### Problem
The answer must be one number: how many lines in the records below contain the string "usize".

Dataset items
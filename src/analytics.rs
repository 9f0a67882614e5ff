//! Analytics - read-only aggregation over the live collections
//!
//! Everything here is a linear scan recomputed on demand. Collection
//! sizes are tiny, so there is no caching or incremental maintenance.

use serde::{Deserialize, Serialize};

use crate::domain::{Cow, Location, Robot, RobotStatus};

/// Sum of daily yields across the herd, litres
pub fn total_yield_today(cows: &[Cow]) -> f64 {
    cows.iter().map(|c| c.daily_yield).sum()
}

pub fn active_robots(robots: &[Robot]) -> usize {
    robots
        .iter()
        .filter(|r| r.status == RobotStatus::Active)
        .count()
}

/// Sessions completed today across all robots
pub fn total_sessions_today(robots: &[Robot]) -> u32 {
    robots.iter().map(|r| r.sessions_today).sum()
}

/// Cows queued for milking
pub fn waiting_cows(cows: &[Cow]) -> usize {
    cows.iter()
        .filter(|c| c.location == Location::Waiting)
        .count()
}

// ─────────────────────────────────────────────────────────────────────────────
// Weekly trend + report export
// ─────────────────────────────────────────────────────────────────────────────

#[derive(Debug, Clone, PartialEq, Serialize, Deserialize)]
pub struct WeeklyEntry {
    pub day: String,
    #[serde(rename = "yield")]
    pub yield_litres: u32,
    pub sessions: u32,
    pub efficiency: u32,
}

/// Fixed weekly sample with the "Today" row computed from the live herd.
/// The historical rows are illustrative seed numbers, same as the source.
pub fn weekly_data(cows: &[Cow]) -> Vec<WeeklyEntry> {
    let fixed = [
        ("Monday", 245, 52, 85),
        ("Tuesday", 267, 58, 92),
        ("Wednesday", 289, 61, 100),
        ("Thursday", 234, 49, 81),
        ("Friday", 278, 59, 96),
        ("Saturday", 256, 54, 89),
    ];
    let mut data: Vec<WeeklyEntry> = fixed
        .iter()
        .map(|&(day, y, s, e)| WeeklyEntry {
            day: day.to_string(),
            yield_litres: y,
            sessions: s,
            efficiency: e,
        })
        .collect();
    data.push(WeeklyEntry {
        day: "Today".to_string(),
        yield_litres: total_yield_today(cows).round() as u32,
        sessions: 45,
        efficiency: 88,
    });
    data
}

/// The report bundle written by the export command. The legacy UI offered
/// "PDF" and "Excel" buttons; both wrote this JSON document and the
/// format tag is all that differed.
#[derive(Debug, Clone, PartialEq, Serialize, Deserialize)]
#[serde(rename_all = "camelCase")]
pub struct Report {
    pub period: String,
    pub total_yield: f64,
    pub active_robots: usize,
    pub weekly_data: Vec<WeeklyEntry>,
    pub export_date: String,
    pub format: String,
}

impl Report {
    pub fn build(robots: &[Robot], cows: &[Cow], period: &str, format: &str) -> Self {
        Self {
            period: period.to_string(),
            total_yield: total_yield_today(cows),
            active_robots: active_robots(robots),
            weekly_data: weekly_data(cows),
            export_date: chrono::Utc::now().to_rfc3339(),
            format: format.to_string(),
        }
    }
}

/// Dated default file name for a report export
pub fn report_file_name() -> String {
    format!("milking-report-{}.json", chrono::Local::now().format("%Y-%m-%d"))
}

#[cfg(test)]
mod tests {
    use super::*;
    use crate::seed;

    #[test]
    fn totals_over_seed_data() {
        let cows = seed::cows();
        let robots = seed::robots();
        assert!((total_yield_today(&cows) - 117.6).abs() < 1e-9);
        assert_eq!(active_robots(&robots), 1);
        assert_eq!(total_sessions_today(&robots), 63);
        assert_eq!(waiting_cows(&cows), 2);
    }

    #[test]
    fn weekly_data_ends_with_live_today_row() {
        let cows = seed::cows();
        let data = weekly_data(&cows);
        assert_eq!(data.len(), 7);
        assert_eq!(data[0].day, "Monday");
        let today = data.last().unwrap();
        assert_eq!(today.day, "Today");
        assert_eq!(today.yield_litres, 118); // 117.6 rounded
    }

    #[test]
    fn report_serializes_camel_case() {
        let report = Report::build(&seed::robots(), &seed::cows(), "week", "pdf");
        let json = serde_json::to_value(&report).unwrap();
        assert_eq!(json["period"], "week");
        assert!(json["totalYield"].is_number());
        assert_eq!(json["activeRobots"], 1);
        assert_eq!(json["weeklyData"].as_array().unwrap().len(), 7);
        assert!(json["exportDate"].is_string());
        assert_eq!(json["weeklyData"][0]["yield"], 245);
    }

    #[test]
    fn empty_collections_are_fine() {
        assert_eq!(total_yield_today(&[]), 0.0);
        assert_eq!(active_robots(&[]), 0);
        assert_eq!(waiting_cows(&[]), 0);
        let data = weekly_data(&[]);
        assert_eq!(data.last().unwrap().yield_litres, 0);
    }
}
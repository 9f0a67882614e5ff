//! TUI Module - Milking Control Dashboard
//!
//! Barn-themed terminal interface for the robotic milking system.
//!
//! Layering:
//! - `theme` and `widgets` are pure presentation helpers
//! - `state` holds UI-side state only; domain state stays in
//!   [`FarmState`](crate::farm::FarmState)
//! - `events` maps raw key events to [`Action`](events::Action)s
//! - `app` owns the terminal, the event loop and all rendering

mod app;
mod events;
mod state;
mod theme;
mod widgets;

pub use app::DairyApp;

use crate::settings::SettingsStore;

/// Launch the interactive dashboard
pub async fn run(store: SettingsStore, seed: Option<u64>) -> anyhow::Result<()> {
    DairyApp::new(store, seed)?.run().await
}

### Result of the exercise
3